* [Records]:
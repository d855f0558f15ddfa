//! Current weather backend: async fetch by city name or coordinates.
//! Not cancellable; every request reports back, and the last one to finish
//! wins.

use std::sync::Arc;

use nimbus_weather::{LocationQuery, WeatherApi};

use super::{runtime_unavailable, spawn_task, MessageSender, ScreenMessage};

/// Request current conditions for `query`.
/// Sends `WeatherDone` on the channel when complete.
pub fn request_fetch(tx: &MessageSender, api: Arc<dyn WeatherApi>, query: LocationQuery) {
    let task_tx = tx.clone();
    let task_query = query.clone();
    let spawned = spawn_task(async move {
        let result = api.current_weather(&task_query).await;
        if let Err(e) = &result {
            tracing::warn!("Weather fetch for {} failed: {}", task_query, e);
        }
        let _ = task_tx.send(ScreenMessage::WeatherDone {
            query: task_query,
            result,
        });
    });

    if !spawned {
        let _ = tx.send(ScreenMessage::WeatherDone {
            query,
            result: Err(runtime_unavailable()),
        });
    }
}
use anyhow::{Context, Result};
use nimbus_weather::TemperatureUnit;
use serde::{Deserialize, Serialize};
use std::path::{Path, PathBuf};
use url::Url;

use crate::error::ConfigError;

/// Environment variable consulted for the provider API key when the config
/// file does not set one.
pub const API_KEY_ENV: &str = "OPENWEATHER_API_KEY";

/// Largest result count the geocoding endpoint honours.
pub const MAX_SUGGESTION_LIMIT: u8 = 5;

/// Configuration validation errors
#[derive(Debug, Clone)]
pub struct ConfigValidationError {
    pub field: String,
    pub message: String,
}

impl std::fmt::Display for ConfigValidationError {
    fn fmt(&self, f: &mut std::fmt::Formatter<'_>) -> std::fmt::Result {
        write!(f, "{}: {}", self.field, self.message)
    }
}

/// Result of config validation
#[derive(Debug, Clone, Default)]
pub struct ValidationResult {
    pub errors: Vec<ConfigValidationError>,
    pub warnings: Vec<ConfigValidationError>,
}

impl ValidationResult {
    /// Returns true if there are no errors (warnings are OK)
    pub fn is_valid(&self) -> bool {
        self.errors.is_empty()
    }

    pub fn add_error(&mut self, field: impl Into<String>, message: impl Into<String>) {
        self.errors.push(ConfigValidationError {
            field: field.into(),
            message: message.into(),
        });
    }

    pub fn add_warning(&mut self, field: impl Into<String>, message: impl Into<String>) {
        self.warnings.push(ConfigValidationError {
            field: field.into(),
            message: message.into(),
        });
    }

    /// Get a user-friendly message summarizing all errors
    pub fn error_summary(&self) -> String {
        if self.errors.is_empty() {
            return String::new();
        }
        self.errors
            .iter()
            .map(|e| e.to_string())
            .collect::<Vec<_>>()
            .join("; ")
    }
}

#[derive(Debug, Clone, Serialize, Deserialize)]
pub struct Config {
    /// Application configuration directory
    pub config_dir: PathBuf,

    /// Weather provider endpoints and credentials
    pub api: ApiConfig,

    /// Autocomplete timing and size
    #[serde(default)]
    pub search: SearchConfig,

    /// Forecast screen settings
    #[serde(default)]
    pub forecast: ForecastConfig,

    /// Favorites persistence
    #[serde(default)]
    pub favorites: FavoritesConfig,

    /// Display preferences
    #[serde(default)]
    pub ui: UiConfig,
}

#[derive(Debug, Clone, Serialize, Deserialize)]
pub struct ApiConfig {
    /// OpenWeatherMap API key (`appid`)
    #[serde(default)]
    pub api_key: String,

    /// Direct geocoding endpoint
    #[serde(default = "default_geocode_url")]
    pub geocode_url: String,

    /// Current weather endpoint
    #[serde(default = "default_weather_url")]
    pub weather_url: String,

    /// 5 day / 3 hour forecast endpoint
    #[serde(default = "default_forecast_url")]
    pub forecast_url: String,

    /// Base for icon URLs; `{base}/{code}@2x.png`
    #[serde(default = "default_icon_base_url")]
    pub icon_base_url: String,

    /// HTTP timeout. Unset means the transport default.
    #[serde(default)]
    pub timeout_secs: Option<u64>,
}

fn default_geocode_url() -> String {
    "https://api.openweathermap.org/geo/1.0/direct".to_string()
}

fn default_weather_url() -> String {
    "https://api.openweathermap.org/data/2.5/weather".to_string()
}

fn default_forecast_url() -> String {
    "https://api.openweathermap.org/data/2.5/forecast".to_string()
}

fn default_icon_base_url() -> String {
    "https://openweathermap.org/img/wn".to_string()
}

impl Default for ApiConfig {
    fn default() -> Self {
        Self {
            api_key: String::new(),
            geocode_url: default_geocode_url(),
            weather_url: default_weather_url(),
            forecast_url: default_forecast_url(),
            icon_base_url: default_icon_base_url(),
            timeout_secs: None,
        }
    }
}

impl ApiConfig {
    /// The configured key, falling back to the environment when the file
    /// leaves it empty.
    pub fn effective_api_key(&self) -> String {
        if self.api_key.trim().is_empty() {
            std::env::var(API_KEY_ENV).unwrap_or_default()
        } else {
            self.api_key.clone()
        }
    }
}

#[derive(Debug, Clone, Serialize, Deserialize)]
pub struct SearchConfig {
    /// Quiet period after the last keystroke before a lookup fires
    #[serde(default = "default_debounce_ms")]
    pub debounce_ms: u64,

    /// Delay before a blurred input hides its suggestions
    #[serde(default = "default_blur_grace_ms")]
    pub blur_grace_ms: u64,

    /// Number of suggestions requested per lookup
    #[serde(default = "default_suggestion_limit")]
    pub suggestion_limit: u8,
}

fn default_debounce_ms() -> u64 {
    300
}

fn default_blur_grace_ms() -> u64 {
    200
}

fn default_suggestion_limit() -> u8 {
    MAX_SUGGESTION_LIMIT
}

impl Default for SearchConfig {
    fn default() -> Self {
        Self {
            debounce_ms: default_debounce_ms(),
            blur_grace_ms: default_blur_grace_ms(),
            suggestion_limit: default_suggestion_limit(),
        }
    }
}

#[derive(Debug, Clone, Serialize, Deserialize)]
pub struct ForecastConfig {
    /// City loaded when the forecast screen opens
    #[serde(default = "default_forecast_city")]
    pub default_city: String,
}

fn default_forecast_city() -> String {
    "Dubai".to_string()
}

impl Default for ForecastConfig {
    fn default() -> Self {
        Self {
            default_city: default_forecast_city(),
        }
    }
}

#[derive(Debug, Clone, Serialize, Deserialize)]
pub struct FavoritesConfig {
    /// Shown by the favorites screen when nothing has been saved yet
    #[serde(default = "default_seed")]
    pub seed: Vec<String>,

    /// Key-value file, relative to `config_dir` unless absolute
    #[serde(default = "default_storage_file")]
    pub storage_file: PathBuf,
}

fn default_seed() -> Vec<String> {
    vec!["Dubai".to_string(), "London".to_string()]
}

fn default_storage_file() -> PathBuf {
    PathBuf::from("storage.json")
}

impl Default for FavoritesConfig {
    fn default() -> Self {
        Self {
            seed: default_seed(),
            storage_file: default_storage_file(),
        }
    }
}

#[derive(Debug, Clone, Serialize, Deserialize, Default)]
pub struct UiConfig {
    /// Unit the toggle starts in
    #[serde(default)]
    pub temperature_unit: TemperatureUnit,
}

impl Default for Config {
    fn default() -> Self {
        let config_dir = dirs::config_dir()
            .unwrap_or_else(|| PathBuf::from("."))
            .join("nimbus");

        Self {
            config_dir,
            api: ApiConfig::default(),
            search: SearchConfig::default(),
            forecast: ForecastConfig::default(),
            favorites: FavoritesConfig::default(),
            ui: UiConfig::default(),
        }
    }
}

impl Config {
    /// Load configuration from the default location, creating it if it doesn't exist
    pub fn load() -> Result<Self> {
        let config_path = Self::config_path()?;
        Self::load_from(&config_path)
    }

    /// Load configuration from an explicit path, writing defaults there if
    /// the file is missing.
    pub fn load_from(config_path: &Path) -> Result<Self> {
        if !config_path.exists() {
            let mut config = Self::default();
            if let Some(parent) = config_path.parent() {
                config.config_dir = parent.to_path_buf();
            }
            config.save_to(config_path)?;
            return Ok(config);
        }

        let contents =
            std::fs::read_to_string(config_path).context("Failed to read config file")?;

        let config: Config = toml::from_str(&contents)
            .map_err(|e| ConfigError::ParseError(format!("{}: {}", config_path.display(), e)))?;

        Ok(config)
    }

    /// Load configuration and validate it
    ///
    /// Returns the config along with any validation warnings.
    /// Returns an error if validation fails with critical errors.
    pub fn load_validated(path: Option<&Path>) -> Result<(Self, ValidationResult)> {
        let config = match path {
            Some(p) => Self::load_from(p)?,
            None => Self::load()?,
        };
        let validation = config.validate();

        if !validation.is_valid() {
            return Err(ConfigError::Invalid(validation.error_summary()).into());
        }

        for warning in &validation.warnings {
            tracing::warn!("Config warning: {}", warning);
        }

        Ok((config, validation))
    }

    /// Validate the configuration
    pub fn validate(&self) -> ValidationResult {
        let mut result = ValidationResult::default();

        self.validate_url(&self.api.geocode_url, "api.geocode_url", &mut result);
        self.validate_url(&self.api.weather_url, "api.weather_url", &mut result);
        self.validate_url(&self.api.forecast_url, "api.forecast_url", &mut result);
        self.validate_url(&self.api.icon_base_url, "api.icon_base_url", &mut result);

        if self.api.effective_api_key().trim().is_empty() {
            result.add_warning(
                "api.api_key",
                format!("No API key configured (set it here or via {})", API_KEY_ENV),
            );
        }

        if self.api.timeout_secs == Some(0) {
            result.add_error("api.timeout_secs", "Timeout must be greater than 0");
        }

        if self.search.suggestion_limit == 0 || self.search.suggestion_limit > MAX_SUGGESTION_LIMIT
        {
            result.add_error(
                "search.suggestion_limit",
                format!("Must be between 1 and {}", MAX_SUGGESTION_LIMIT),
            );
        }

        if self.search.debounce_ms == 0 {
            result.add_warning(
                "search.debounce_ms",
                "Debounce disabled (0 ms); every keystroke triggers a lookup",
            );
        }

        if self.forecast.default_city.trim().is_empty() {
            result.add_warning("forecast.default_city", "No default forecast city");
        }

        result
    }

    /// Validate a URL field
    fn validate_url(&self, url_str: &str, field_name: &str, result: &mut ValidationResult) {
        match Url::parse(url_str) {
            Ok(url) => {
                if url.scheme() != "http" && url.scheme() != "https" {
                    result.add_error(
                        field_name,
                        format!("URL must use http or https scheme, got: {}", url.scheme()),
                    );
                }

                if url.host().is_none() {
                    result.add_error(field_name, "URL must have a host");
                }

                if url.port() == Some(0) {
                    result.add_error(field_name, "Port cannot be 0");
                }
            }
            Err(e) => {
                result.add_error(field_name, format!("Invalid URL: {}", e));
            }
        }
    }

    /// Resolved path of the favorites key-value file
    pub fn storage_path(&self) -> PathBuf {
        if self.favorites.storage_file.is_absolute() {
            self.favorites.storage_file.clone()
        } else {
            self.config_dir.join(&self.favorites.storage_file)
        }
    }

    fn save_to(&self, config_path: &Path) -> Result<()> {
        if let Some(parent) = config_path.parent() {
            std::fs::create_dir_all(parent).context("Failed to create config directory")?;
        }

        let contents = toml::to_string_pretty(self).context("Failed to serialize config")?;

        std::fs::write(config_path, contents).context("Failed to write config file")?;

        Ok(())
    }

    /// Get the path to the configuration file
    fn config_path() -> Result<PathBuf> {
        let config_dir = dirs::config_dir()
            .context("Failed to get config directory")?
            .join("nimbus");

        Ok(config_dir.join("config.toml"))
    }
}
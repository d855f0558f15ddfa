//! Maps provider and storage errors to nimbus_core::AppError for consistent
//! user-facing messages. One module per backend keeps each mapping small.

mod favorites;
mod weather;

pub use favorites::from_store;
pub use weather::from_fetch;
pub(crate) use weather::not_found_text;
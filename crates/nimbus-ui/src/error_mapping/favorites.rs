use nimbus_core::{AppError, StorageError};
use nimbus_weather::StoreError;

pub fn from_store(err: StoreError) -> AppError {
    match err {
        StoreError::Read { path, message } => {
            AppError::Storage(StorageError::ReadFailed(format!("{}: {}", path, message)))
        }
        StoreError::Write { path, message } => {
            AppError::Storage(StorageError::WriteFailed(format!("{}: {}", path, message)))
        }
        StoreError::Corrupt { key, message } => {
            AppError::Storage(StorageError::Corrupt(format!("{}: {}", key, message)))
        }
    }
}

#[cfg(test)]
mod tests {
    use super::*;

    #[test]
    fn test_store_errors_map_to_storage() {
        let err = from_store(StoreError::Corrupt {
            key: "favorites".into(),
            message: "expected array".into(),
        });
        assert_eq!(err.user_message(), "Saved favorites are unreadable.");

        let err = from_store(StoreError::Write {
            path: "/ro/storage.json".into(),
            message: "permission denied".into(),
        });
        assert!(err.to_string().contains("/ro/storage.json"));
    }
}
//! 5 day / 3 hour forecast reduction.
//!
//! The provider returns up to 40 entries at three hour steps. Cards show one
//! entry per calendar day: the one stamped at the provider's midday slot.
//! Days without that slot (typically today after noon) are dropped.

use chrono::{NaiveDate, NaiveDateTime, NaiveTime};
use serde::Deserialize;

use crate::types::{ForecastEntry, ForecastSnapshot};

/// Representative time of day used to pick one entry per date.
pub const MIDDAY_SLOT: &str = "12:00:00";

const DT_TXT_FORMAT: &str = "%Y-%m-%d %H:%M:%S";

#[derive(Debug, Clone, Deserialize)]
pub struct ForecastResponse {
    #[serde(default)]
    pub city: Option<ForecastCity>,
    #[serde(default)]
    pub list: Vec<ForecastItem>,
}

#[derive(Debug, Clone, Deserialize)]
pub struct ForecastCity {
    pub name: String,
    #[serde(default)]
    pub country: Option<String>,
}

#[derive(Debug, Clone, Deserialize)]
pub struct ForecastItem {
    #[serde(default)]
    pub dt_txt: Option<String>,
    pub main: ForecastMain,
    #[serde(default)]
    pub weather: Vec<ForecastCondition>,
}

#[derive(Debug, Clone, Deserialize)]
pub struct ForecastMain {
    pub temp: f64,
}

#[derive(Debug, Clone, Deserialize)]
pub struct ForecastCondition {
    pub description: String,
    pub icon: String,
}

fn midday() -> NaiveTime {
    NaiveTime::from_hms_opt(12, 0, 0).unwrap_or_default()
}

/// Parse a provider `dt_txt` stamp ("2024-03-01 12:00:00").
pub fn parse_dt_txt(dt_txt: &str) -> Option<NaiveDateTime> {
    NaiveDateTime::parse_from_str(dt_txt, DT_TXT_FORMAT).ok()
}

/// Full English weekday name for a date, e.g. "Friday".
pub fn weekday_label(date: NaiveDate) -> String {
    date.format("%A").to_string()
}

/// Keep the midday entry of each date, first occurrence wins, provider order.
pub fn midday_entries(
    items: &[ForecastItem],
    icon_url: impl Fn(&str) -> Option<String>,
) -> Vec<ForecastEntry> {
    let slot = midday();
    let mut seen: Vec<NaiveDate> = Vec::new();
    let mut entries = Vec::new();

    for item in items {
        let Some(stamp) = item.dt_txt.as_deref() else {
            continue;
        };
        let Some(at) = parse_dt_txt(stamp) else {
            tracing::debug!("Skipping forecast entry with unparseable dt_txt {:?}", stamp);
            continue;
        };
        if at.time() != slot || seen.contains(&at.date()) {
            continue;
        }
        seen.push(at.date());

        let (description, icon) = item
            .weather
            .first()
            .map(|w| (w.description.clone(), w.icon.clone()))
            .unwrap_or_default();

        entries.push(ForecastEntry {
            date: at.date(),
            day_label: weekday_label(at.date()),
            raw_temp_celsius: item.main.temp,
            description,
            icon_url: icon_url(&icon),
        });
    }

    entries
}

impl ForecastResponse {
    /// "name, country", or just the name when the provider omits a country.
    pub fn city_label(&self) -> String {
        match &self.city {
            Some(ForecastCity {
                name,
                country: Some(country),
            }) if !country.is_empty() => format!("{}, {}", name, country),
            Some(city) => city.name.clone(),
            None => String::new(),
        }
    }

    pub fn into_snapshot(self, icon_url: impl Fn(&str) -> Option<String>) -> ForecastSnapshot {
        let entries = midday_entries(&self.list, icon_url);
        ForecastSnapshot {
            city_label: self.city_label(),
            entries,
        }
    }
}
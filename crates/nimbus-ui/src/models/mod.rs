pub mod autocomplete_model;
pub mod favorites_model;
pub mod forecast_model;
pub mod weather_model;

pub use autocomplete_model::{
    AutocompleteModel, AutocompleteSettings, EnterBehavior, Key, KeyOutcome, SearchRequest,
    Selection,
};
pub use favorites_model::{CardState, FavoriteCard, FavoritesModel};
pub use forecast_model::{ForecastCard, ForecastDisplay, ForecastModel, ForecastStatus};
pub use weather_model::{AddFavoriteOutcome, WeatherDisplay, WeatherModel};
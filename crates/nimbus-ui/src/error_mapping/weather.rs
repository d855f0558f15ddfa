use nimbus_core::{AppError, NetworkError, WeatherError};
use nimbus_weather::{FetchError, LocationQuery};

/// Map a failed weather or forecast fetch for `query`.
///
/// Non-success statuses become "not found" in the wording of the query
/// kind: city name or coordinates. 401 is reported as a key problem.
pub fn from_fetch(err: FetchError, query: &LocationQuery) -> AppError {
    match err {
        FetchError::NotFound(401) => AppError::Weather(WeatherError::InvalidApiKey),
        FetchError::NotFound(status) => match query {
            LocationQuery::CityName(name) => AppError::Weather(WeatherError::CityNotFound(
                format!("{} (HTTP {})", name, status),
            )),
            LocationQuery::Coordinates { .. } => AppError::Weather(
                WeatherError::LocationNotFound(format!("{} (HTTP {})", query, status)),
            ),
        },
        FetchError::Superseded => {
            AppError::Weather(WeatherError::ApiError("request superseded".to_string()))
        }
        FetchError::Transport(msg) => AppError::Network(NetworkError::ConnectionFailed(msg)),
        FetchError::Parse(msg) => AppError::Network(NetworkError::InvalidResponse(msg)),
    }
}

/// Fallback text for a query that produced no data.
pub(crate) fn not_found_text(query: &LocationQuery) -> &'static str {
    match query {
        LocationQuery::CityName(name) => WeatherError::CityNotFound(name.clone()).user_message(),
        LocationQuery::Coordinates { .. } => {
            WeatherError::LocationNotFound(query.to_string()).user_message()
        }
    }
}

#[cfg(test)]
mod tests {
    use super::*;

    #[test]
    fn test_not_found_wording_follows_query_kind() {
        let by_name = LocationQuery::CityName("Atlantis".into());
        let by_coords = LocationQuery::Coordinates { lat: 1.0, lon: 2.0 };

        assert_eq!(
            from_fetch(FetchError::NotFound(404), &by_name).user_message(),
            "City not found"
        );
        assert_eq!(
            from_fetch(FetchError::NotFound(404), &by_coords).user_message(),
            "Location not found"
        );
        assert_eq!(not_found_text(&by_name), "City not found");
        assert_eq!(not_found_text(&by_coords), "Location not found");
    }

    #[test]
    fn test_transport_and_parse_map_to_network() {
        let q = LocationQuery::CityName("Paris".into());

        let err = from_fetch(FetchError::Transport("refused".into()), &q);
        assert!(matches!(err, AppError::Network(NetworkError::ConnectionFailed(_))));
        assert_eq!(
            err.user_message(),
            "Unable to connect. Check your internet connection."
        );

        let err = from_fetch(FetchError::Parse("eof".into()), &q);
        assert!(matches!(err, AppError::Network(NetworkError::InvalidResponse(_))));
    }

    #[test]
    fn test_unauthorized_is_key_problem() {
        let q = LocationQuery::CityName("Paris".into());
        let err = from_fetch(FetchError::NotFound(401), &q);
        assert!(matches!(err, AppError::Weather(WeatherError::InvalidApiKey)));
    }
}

* [Work required]:
What is needed is every line from the beginning of the data up to and including the line with "let task_query = query.clone();", given again word for word.

* [Exercise answer]:
repository d855f0558f15ddfa
//! Current weather backend: async fetch by city name or coordinates.
//! Not cancellable; every request reports back, and the last one to finish
//! wins.

use std::sync::Arc;

use nimbus_weather::{LocationQuery, WeatherApi};

use super::{runtime_unavailable, spawn_task, MessageSender, ScreenMessage};

/// Request current conditions for `query`.
/// Sends `WeatherDone` on the channel when complete.
pub fn request_fetch(tx: &MessageSender, api: Arc<dyn WeatherApi>, query: LocationQuery) {
    let task_tx = tx.clone();
    let task_query = query.clone();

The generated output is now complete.